Although the technical idea of the present invention has been described in detail according to the above preferred embodiment, it should be noted that the above-described embodiment is for the purpose of description and not of limitation. In addition, those skilled in the art will understand that various embodiments are possible within the scope of the technical idea of the present invention.

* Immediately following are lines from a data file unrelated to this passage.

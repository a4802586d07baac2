use super::{message_refs, OperationExtractor, OperationInfo, OperationKind};
use crate::document::{display_value, AsyncApiDocument, Channel};
use log::{debug, warn};
use serde_json::Value;

/// Extractor for AsyncAPI 2.x documents.
///
/// Walks the channels in document order and emits the `publish` operation of a
/// channel before its `subscribe` operation.
pub struct V2Extractor;

impl OperationExtractor for V2Extractor {
    fn extract_operations(&self, document: &AsyncApiDocument) -> Vec<OperationInfo> {
        let channels = match document.channels() {
            Ok(channels) => channels,
            Err(e) => {
                warn!("Failed to read channels: {}", e);
                return Vec::new();
            }
        };

        let mut operations = Vec::new();
        for (channel_name, channel) in channels {
            let candidates = [
                (OperationKind::Publish, channel.publish.as_ref()),
                (OperationKind::Subscribe, channel.subscribe.as_ref()),
            ];
            for (kind, value) in candidates {
                let Some(value) = value else { continue };
                match extract_operation(document, kind, &channel_name, &channel, value) {
                    Some(info) => operations.push(info),
                    None => warn!("Skipping {} operation of {}", kind.label(), channel_name),
                }
            }
        }

        debug!("Extracted {} operations", operations.len());
        operations
    }
}

fn extract_operation(
    document: &AsyncApiDocument,
    kind: OperationKind,
    channel_name: &str,
    channel: &Channel,
    value: &Value,
) -> Option<OperationInfo> {
    let operation = document
        .operation(value)
        .inspect_err(|e| warn!("Invalid operation: {}", e))
        .ok()?;

    let messages = match &operation.message {
        Some(message) => {
            let resolved = document
                .resolve(message)
                .inspect_err(|e| warn!("Invalid message: {}", e))
                .ok()?;
            match resolved.get("oneOf") {
                Some(Value::Array(members)) => {
                    message_refs(document, members.iter().map(|member| (None, member)))
                }
                _ => message_refs(document, [(None, message)]),
            }
        }
        None => Vec::new(),
    };

    debug!(
        "Extracted {} {} with {} message(s)",
        kind.label(),
        channel_name,
        messages.len()
    );

    Some(OperationInfo {
        kind,
        channel_name: channel_name.to_string(),
        channel: channel.clone(),
        servers: channel.servers.iter().map(display_value).collect(),
        operation,
        messages,
        reply: None,
    })
}

#[cfg(test)]
mod tests {
    use super::*;
    use pretty_assertions::assert_eq;
    use serde_json::json;

    fn document() -> AsyncApiDocument {
        AsyncApiDocument::new(json!({
            "asyncapi": "2.6.0",
            "channels": {
                "smartylighting/streetlights/1/0/event/{streetlightId}/lighting/measured": {
                    "servers": ["production"],
                    "subscribe": {
                        "operationId": "receiveLightMeasurement",
                        "message": { "$ref": "#/components/messages/lightMeasured" }
                    }
                },
                "user/signedup": {
                    "publish": {
                        "message": {
                            "oneOf": [
                                { "name": "first", "payload": { "type": "string" } },
                                { "payload": { "type": "number" } }
                            ]
                        }
                    },
                    "subscribe": {}
                }
            },
            "components": {
                "messages": {
                    "lightMeasured": { "payload": { "type": "object" } }
                }
            }
        }))
        .unwrap()
    }

    #[test]
    fn test_extract_operations_in_order() {
        let operations = V2Extractor.extract_operations(&document());

        let summary: Vec<(&str, &str, usize)> = operations
            .iter()
            .map(|op| (op.kind.label(), op.channel_name.as_str(), op.messages.len()))
            .collect();

        assert_eq!(
            summary,
            vec![
                (
                    "SUB",
                    "smartylighting/streetlights/1/0/event/{streetlightId}/lighting/measured",
                    1
                ),
                ("PUB", "user/signedup", 2),
                ("SUB", "user/signedup", 0),
            ]
        );
    }

    #[test]
    fn test_extract_operation_details() {
        let operations = V2Extractor.extract_operations(&document());
        let first = &operations[0];

        assert_eq!(
            first.operation.operation_id.as_deref(),
            Some("receiveLightMeasurement")
        );
        assert_eq!(first.servers, vec!["production"]);
        assert_eq!(first.messages[0].id.as_deref(), Some("lightMeasured"));

        let ids: Vec<Option<&str>> = operations[1]
            .messages
            .iter()
            .map(|message| message.id.as_deref())
            .collect();
        assert_eq!(ids, vec![Some("first"), None]);
    }

    #[test]
    fn test_document_without_channels() {
        let document = AsyncApiDocument::new(json!({ "asyncapi": "2.0.0" })).unwrap();
        assert!(V2Extractor.extract_operations(&document).is_empty());
    }
}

The method of manufacturing the SBT (SBTN) ferroelectric capacitor of the present invention as described above has the effect of improving the leakage current characteristics of the ferroelectric film by primary heat treatment in a high temperature oxygen atmosphere, secondary heat treatment in a low temperature reducing atmosphere.

Claims (4)

In the method of forming a ferroelectric capacitor, A first step of forming a first interlayer insulating film on the semiconductor substrate subjected to a predetermined process; Forming a ferroelectric capacitor including a lower electrode, a ferroelectric thin film, and an upper electrode on the first interlayer insulating film; A third step of forming a second interlayer insulating film on the entire surface including the upper electrode; A fourth step of selectively etching the second interlayer insulating film using plasma to form a contact hole for metal wiring exposing a predetermined surface of the upper electrode; A fifth heat treatment at a high temperature of 650 ° C. to 850 ° C. at an interface between the exposed upper electrode and the ferroelectric thin film so as to recover deterioration of the ferroelectric thin film due to the plasma; And A sixth step of performing a second heat treatment while reducing the heat treatment temperature to 400 ° C. to 500 ° C. to remove defects existing at the interface between the ferroelectric thin film and the upper electrode. Forming method of the ferroelectric capacitor, characterized in that comprises a. The method of claim 1, The fourth step, A method of forming a ferroelectric capacitor, characterized by using O ₂ , N ₂ O or a mixed gas of O ₂ and O ₃ . The method of claim 1, The fifth step, A method of forming a ferroelectric capacitor characterized by using N ₂ , Ar or a mixed gas of N ₂ and O ₂ . The method of claim 3, wherein The method of forming a ferroelectric capacitor, characterized in that the composition ratio of the O ₂ in the mixed gas of N ₂ and O ₂ is 1% to 10%.